It took a couple hours longer than expected, but the the giant semitruck carrying 57 tons of molten sulfur that plummeted 200 feet in a raging blizzard last week was retrieved from its icy grave on Wednesday afternoon.
The extraction of the tanker trailer, which closed Highway 28 between Farson and Lander for six hours, was completed by more than a dozen workers and three “huge” wreckers, according to Wyoming Department of Transportation spokesman Cody Beers.
“This was one of the worst places you can lose a truck,” Beers told Cowboy State Daily on Wednesday evening. “It was 200 feet down a steep embankment in 3 feet of snow.”

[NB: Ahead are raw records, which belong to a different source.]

/// Ratatui draw entry-point for filechat.
/// Thin dispatcher — most rendering lives in chat.rs, files.rs and overlays.rs.
use ratatui::{
    Frame,
    layout::{Constraint, Direction, Layout, Rect},
    style::{Color, Modifier, Style},
    text::{Line, Span},
    widgets::{Block, Borders, Paragraph, Wrap},
};

use super::chat::{spinner_frame, truncate_middle};
use super::selection_view::SearchScope;
use super::{AppState, Mode};
use crate::session::Phase;

/// Width of the file pane when visible.
const FILES_PANE_WIDTH: u16 = 34;

// ── Main draw entry point ─────────────────────────────────────────────────────

pub fn draw(f: &mut Frame, state: &AppState) {
    let area = f.area();

    // Horizontal split when the file pane is visible
    let main_area = if state.files_visible {
        let cols = Layout::default()
            .direction(Direction::Horizontal)
            .constraints([Constraint::Length(FILES_PANE_WIDTH), Constraint::Min(0)])
            .split(area);
        super::files::draw_files(f, state, cols[0]);
        cols[1]
    } else {
        area
    };

    let chunks = Layout::default()
        .direction(Direction::Vertical)
        .constraints([
            Constraint::Min(0),    // conversation
            Constraint::Length(1), // status bar
            Constraint::Length(1), // selection chips
            Constraint::Length(3), // input box
        ])
        .split(main_area);

    super::chat::draw_history(f, state, chunks[0]);
    draw_status_bar(f, state, chunks[1]);
    super::chat::draw_chips(f, state, chunks[2]);
    draw_input(f, state, chunks[3]);

    match state.mode {
        Mode::Palette => super::overlays::draw_palette(f, state, area),
        Mode::SlashComplete => super::overlays::draw_slash_complete(f, state, area),
        Mode::Normal => {}
    }
    if let Some(dialog) = &state.dialog {
        super::overlays::draw_dialog(f, dialog, area);
    }
}

// ── Status bar ────────────────────────────────────────────────────────────────

fn draw_status_bar(f: &mut Frame, state: &AppState, area: Rect) {
    let view = &state.selection_view;

    // Animated spinner glyph while a request is outstanding
    let (status_glyph, status_color) = if state.is_loading() {
        let (g, _, color) = spinner_frame(state.spinner_tick);
        (g, color)
    } else {
        ("▲", Color::White)
    };

    let scope_color = match view.scope {
        SearchScope::All => Color::Rgb(90, 160, 120),
        SearchScope::Selected => Color::Rgb(220, 170, 40),
    };

    let mut spans = vec![
        Span::raw(" "),
        Span::styled(status_glyph, Style::default().fg(status_color).add_modifier(Modifier::BOLD)),
        Span::styled(" filechat", Style::default().fg(Color::White).add_modifier(Modifier::BOLD)),
        Span::raw("  "),
        Span::styled(state.profile.clone(), Style::default().fg(Color::Cyan).add_modifier(Modifier::BOLD)),
        Span::styled("  ·  ", Style::default().fg(Color::DarkGray)),
        Span::styled(view.scope.label(), Style::default().fg(scope_color).add_modifier(Modifier::BOLD)),
        Span::styled("  ·  ", Style::default().fg(Color::DarkGray)),
        Span::styled(view.count_label.clone(), Style::default().fg(Color::Rgb(170, 165, 210))),
        Span::raw("  "),
        Span::styled(truncate_middle(&state.endpoint, 32), Style::default().fg(Color::DarkGray)),
    ];

    match state.session.phase() {
        Phase::Sending => {
            spans.push(Span::styled("  sending…", Style::default().fg(Color::Cyan)));
        }
        Phase::AwaitingResponse => {
            let (_, msg, color) = spinner_frame(state.spinner_tick);
            spans.push(Span::styled(format!("  {msg}"), Style::default().fg(color)));
        }
        _ => {
            spans.push(Span::styled(
                "  Ctrl+B files  Ctrl+P commands",
                Style::default().fg(Color::Rgb(55, 50, 90)),
            ));
        }
    }

    let bar_style = if state.session.is_busy() {
        Style::default().bg(Color::Rgb(15, 15, 25))
    } else {
        Style::default().bg(Color::Rgb(10, 10, 18))
    };

    f.render_widget(Paragraph::new(Line::from(spans)).style(bar_style), area);
}

// ── Input box ─────────────────────────────────────────────────────────────────

fn draw_input(f: &mut Frame, state: &AppState, area: Rect) {
    let busy = state.session.is_busy();
    let (border_color, prompt_color, prompt_char) = match state.mode {
        Mode::Palette                   => (Color::Cyan,             Color::Cyan,     "⌘"),
        Mode::SlashComplete             => (Color::Cyan,             Color::Cyan,     "/"),
        Mode::Normal if busy            => (Color::Rgb(40, 40, 60),  Color::DarkGray, "·"),
        Mode::Normal if state.files_focused => (Color::Rgb(40, 40, 60), Color::DarkGray, "❯"),
        Mode::Normal if state.session.can_submit() => (Color::Cyan, Color::Cyan, "❯"),
        Mode::Normal                    => (Color::Rgb(60, 60, 80),  Color::Cyan,     "❯"),
    };

    let prompt_span = Span::styled(
        format!("  {prompt_char} "),
        Style::default().fg(prompt_color).add_modifier(Modifier::BOLD),
    );

    let input_text = if state.mode == Mode::Palette {
        state.palette_query.as_str()
    } else {
        state.session.input()
    };

    let content_span = if !input_text.is_empty() {
        Span::styled(input_text.to_string(), Style::default().fg(Color::White))
    } else if state.mode == Mode::Palette {
        Span::styled("search commands and questions…", Style::default().fg(Color::Rgb(70, 70, 90)))
    } else if busy {
        Span::styled(
            "waiting for the answer · you can keep typing",
            Style::default().fg(Color::Rgb(60, 60, 80)),
        )
    } else {
        Span::styled(
            "ask about your files · / commands · Tab file pane · Ctrl+P suggestions",
            Style::default().fg(Color::Rgb(70, 70, 90)),
        )
    };

    let block = Block::default()
        .borders(Borders::TOP)
        .border_style(Style::default().fg(border_color))
        .style(Style::default().bg(Color::Rgb(8, 8, 14)));

    let paragraph = Paragraph::new(Line::from(vec![prompt_span, content_span]))
        .block(block)
        .wrap(Wrap { trim: false });

    f.render_widget(paragraph, area);

    // Position cursor at the actual edit cursor, not end of string
    if state.dialog.is_none() && !state.files_focused {
        use unicode_width::UnicodeWidthStr;
        // prompt is "  ❯ " — 4 visible cols
        let prompt_width: u16 = 4;
        let cursor_byte = if state.mode == Mode::Palette {
            input_text.len()
        } else {
            state.cursor.min(input_text.len())
        };
        let cursor_x = area.x + prompt_width + input_text[..cursor_byte].width() as u16;
        let cursor_y = area.y + 1; // +1 for top border
        if cursor_x < area.x + area.width {
            f.set_cursor_position((cursor_x, cursor_y));
        }
    }
}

“It took about 15 guys working their tails off for six hours to get it done,” Beers said. “They did a great job and my hat is off to those guys who did all that heavy lifting.”

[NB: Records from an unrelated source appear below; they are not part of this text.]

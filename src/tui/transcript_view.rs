/// Transcript view — the node list the chat pane renders.
///
/// Pure projection of `SessionEvent`s: messages are appended, the typing
/// placeholder is inserted and later removed by identity. Notices are local
/// UI lines (command output, cache errors) that never reach the session.
use crate::session::{ChatMessage, IndicatorId, SessionEvent};

#[derive(Debug, Clone, PartialEq, Eq)]
pub enum Node {
    Message(ChatMessage),
    Typing(IndicatorId),
    /// Dim system line
    Notice(String),
}

#[derive(Debug, Default)]
pub struct TranscriptView {
    nodes: Vec<Node>,
}

impl TranscriptView {
    pub fn new() -> Self {
        Self::default()
    }

    pub fn nodes(&self) -> &[Node] {
        &self.nodes
    }

    pub fn apply(&mut self, event: SessionEvent) {
        match event {
            SessionEvent::Appended(msg) => self.nodes.push(Node::Message(msg)),
            SessionEvent::TypingShown(id) => self.nodes.push(Node::Typing(id)),
            SessionEvent::TypingRemoved(id) => {
                self.nodes.retain(|n| *n != Node::Typing(id));
            }
            SessionEvent::PhaseChanged(_) => {}
        }
    }

    pub fn apply_all(&mut self, events: impl IntoIterator<Item = SessionEvent>) {
        for ev in events {
            self.apply(ev);
        }
    }

    pub fn notice(&mut self, text: impl Into<String>) {
        self.nodes.push(Node::Notice(text.into()));
    }

    /// Number of typing placeholders currently shown.
    pub fn typing_count(&self) -> usize {
        self.nodes.iter().filter(|n| matches!(n, Node::Typing(_))).count()
    }
}

#[cfg(test)]
mod tests {
    use super::*;
    use crate::client::{ChatReply, ClientError};
    use crate::selection::SelectionStore;
    use crate::session::{ChatSession, Sender};

    fn clock() -> String {
        "01:00 PM".to_string()
    }

    fn messages(view: &TranscriptView) -> Vec<(Sender, String)> {
        view.nodes()
            .iter()
            .filter_map(|n| match n {
                Node::Message(m) => Some((m.sender, m.text.clone())),
                _ => None,
            })
            .collect()
    }

    #[test]
    fn test_exactly_one_indicator_while_waiting() {
        let mut session = ChatSession::with_clock(clock);
        let mut view = TranscriptView::new();
        session.set_input("hello");

        session.submit(&SelectionStore::new()).unwrap();
        view.apply_all(session.drain_events());
        assert_eq!(view.typing_count(), 0);
        assert_eq!(messages(&view), vec![(Sender::User, "hello".to_string())]);

        let id = session.dispatched().unwrap();
        view.apply_all(session.drain_events());
        assert_eq!(view.typing_count(), 1);
        assert_eq!(view.nodes().last(), Some(&Node::Typing(id)));

        session.resolve(id, Ok(ChatReply::Answer("hi".to_string())));
        view.apply_all(session.drain_events());
        assert_eq!(view.typing_count(), 0);
        assert_eq!(
            messages(&view),
            vec![(Sender::User, "hello".to_string()), (Sender::Bot, "hi".to_string())]
        );
    }

    #[test]
    fn test_indicator_removed_on_failure() {
        let mut session = ChatSession::with_clock(clock);
        let mut view = TranscriptView::new();
        session.set_input("q");
        session.submit(&SelectionStore::new()).unwrap();
        let id = session.dispatched().unwrap();
        view.apply_all(session.drain_events());

        session.resolve(id, Err(ClientError::Decode("bad".to_string())));
        view.apply_all(session.drain_events());

        assert_eq!(view.typing_count(), 0);
        assert!(matches!(view.nodes().last(), Some(Node::Message(m)) if m.sender == Sender::Bot));
    }

    #[test]
    fn test_removal_is_by_identity() {
        let mut view = TranscriptView::new();
        let mut session = ChatSession::with_clock(clock);
        session.set_input("a");
        session.submit(&SelectionStore::new()).unwrap();
        let first = session.dispatched().unwrap();
        session.resolve(first, Ok(ChatReply::Answer("1".to_string())));
        session.set_input("b");
        session.submit(&SelectionStore::new()).unwrap();
        let second = session.dispatched().unwrap();
        assert_ne!(first, second);

        view.apply(SessionEvent::TypingShown(second));
        view.apply(SessionEvent::TypingRemoved(first));
        assert_eq!(view.typing_count(), 1);
        view.apply(SessionEvent::TypingRemoved(second));
        assert_eq!(view.typing_count(), 0);
    }

    #[test]
    fn test_notices_interleave() {
        let mut view = TranscriptView::new();
        view.notice("cache status unavailable");
        view.apply(SessionEvent::PhaseChanged(crate::session::Phase::Composing));
        assert_eq!(view.nodes(), &[Node::Notice("cache status unavailable".to_string())]);
    }
}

Beers said it was important to get the tanker extracted because there is always the risk of a spill.
In this case, all 114,000 pounds of molten sulfur remained in the tanker and, save for a small amount diesel fuel that spilled, it went as clockwork.
“It took a little longer than we expected because there was a tree in the way and a couple of big granite boulders,” Beers said. “But the company did a great job and got it done not only expeditiously but safely.”
Trucker In Good Shape
As for the trucker involved in the accident, he survived without significant injuries.
William Tenlen told Cowboy State Daily on Tuesday that aside from a stiff neck and a cut on his hand, he was “mostly intact" after the 200-foot fall followed by the crash.
Beers said Tenlen is a friend of his who is a “very experienced truck driver.”
“Unfortunately, he had some bad luck on Dec. 7, but we’re pleased that he’s on his way to being healthy again,” Beers said.
Tenlen is on a two-month leave of absence from work to recover and attend physical therapy for his neck.
Video Of Extraction
Beers sent Cowboy State Daily some video of the extraction. It shows the intact tanker and the rig itself looked remarkably kept together despite the 200-foot fall down the canyon.
He said this was a different outcome than an accident more than a year ago with a tanker full of beer bottles.
That one was a total mess, Beers said.
"That truck actually busted open and the bottles came out everywhere," he said.